Ho'oponopono is a Hawaiian practice of reconciliation. In its modern meditation form, the whole practice is four phrases, offered slowly, from a settled place: I'm sorry. Please forgive me. Thank you. I love you. You can direct them at yourself, at another person, at a situation, or at everything at once. The words do the work by being said, and meant.
Ho'oponopono (pronounced ho-oh-pono-pono, roughly "to make right") is a traditional Hawaiian family and community practice of reconciliation. In its original form it was a facilitated ritual, often led by a kahuna, in which a family gathered to name a harm, listen to each person's part in it, ask forgiveness, and restore right relationship. The word breaks down as ho'o (to make) and pono (right, balanced, harmonious). The doubled form intensifies it: to make very right.

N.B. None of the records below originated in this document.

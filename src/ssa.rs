//! Salp Swarm Algorithm (SSA) optimizer.
//!
//! A population-based metaheuristic modeled on the chained drifting of
//! salps in the ocean.
//!
//! # Algorithm
//!
//! ```text
//! 1. Initialize the salp chain uniformly within bounds
//! 2. The leader oscillates around the food source (best-known solution),
//!    with amplitude c1 = 2·exp(-(4t/T)²) decaying over the run
//! 3. Each follower moves to the midpoint of itself and its predecessor
//! 4. Re-evaluate the chain and update the food source
//! 5. Every 20 iterations, re-randomize stagnant followers
//! ```
//!
//! # References
//!
//! - Mirjalili et al. (2017): "Salp Swarm Algorithm: A bio-inspired
//!   optimizer for engineering design problems"

use rand::prelude::*;
use serde::{Deserialize, Serialize};

use crate::bounds::Bounds;
use crate::error::Result;
use crate::traits::{best_index, evaluate_population, validate_config, Objective, SwarmOptimizer};

/// Salp Swarm optimizer.
///
/// # Example
///
/// ```
/// use enjambre::{benchmarks, Bounds, SalpSwarm, SwarmOptimizer};
///
/// let bounds = Bounds::uniform(2, -5.0, 5.0).unwrap();
/// let mut ssa = SalpSwarm::new(50, 2, 100, bounds).unwrap().with_seed(42);
/// let best = ssa.optimize(&benchmarks::sphere).unwrap();
/// assert!(benchmarks::sphere(&best).unwrap() < 1.0);
/// ```
#[derive(Debug, Clone, Serialize, Deserialize)]
pub struct SalpSwarm {
    population_size: usize,
    dimension: usize,
    max_iterations: usize,
    bounds: Bounds,
    /// Random seed for reproducibility
    #[serde(default)]
    seed: Option<u64>,

    #[serde(skip)]
    evaluations: u64,
}

impl SalpSwarm {
    /// Create a Salp Swarm optimizer.
    ///
    /// # Errors
    ///
    /// Returns [`crate::Error::InvalidConfig`] for a zero population size or
    /// dimension, or bounds whose dimension does not match.
    pub fn new(
        population_size: usize,
        dimension: usize,
        max_iterations: usize,
        bounds: Bounds,
    ) -> Result<Self> {
        validate_config(population_size, dimension, &bounds)?;
        Ok(Self {
            population_size,
            dimension,
            max_iterations,
            bounds,
            seed: None,
            evaluations: 0,
        })
    }

    /// Set random seed for reproducibility.
    #[must_use]
    pub fn with_seed(mut self, seed: u64) -> Self {
        self.seed = Some(seed);
        self
    }

    /// Configured population size.
    #[must_use]
    pub fn population_size(&self) -> usize {
        self.population_size
    }

    /// Search space bounds.
    #[must_use]
    pub fn bounds(&self) -> &Bounds {
        &self.bounds
    }

    fn make_rng(&self) -> StdRng {
        match self.seed {
            Some(seed) => StdRng::seed_from_u64(seed),
            None => StdRng::from_os_rng(),
        }
    }
}

impl SwarmOptimizer for SalpSwarm {
    fn optimize(&mut self, objective: &dyn Objective) -> Result<Vec<f64>> {
        let mut rng = self.make_rng();

        let mut salps: Vec<Vec<f64>> = (0..self.population_size)
            .map(|_| self.bounds.sample(&mut rng))
            .collect();
        let mut fitness = evaluate_population(objective, &salps)?;

        let initial_best = best_index(&fitness);
        let mut food = salps[initial_best].clone();
        let mut food_fitness = fitness[initial_best];

        let t_max = self.max_iterations as f64;
        for iteration in 0..self.max_iterations {
            let c1 = 2.0 * (-(4.0 * iteration as f64 / t_max).powi(2)).exp();

            // Leader oscillates around the food source
            for j in 0..self.dimension {
                let c2: f64 = rng.random();
                let c3: f64 = rng.random();
                let step = c1 * (self.bounds.width(j) * c2 + self.bounds.lower()[j]);
                let position = if c3 >= 0.5 { food[j] + step } else { food[j] - step };
                salps[0][j] = self.bounds.clamp(j, position);
            }

            // Followers move to pairwise midpoints along the chain. All
            // followers read the snapshot taken right after the leader
            // update, so no follower sees a neighbor updated in this step.
            let snapshot = salps.clone();
            for i in 1..self.population_size {
                for j in 0..self.dimension {
                    let midpoint = (snapshot[i][j] + snapshot[i - 1][j]) / 2.0;
                    salps[i][j] = self.bounds.clamp(j, midpoint);
                }
            }

            fitness = evaluate_population(objective, &salps)?;
            self.evaluations += self.population_size as u64;

            // Sequential reduction after the parallel evaluation pass
            let idx = best_index(&fitness);
            if fitness[idx] < food_fitness {
                food_fitness = fitness[idx];
                food = salps[idx].clone();
            }

            // Stagnation escape: occasionally scatter followers. The food
            // source itself is never reinitialized.
            if iteration % 20 == 0 {
                for salp in salps.iter_mut().skip(1) {
                    if rng.random::<f64>() < 0.1 {
                        *salp = self.bounds.sample(&mut rng);
                    }
                }
            }
        }

        Ok(food)
    }

    fn evaluation_count(&self) -> u64 {
        self.evaluations
    }
}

The modern personal-meditation form of Ho'oponopono was developed by Morrnah Nalamaku Simeona, a Hawaiian kahuna and healer, in the twentieth century. She adapted the community ritual into an inner practice that a single person could do alone. Her student, Dr. Ihaleakala Hew Len, then brought it to wider attention, and Joe Vitale's book Zero Limits popularized it in the West.
The four phrases are the Simeona-Hew Len distillation:
Say the phrases slowly. Let each one arrive before you move to the next. The order matters less than the presence you bring to each one.
Moksha's five-step self-release loop (find the charge, be with it, recognize the source, release the investment, notice the softening) is essentially what Ho'oponopono does in devotional language. I'm sorry is finding the charge. Please forgive me is being with it. Thank you is recognizing the source. I love you is the release. And what comes next, if it comes, is the softening.
You do not have to believe anything for the practice to work. You do not have to know who or what you are addressing. Say the words. Mean them as best you can. Let the words do the rest.